* **Problem to work on**
From the line that contains "without firing anything." to the final line of the entries, return every line exactly and leave out all others.

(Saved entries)
::::

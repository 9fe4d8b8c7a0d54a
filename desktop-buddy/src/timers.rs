use std::{
    cmp::Reverse,
    collections::{BinaryHeap, HashMap},
};

/// Logical role of a pending timer. At most one timer per purpose is live.
#[derive(Debug, Clone, Copy, PartialEq, Eq, Hash, PartialOrd, Ord)]
pub enum TimerPurpose {
    MotionTick,
    DisplayTrigger,
    FadeOutStart,
    FadeStep,
}

#[derive(Debug, Clone, Copy, PartialEq, Eq)]
pub struct FiredTimer {
    pub purpose: TimerPurpose,
    pub at_ms: u64,
}

/// Monotonic millisecond timer queue.
///
/// Re-arming a purpose supersedes its outstanding timer; superseded entries stay
/// in the heap and are skipped when they surface.
#[derive(Debug, Default)]
pub struct TimerQueue {
    now_ms: u64,
    next_seq: u64,
    pending: BinaryHeap<Reverse<(u64, u64, TimerPurpose)>>,
    live: HashMap<TimerPurpose, u64>,
}

impl TimerQueue {
    pub fn new() -> Self {
        Self::default()
    }

    pub fn now_ms(&self) -> u64 {
        self.now_ms
    }

    /// Arms `purpose` to fire `delay_ms` from now and returns the deadline.
    pub fn arm(&mut self, purpose: TimerPurpose, delay_ms: u64) -> u64 {
        let seq = self.next_seq;
        self.next_seq += 1;
        let due_ms = self.now_ms.saturating_add(delay_ms);
        self.live.insert(purpose, seq);
        self.pending.push(Reverse((due_ms, seq, purpose)));
        due_ms
    }

    pub fn cancel(&mut self, purpose: TimerPurpose) -> bool {
        self.live.remove(&purpose).is_some()
    }

    #[cfg(test)]
    fn is_armed(&self, purpose: TimerPurpose) -> bool {
        self.live.contains_key(&purpose)
    }

    /// Pops the earliest live timer due at or before `until_ms` and moves the
    /// clock to its deadline.
    pub fn pop_due(&mut self, until_ms: u64) -> Option<FiredTimer> {
        while let Some(Reverse((due_ms, seq, purpose))) = self.pending.peek().copied() {
            if due_ms > until_ms {
                return None;
            }
            self.pending.pop();
            if self.live.get(&purpose) != Some(&seq) {
                continue;
            }
            self.live.remove(&purpose);
            self.now_ms = self.now_ms.max(due_ms);
            return Some(FiredTimer {
                purpose,
                at_ms: self.now_ms,
            });
        }
        None
    }

    /// Moves the clock forward without firing anything.
    pub fn settle(&mut self, now_ms: u64) {
        self.now_ms = self.now_ms.max(now_ms);
    }

    pub fn next_deadline(&self) -> Option<u64> {
        self.pending
            .iter()
            .filter(|Reverse((_, seq, purpose))| self.live.get(purpose) == Some(seq))
            .map(|Reverse((due_ms, _, _))| *due_ms)
            .min()
    }
}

::::

* **Solution for this exercise**
    /// Moves the clock forward without firing anything.
    pub fn settle(&mut self, now_ms: u64) {
        self.now_ms = self.now_ms.max(now_ms);
    }

    pub fn next_deadline(&self) -> Option<u64> {
        self.pending
            .iter()
            .filter(|Reverse((_, seq, purpose))| self.live.get(purpose) == Some(seq))
            .map(|Reverse((due_ms, _, _))| *due_ms)
            .min()
    }
}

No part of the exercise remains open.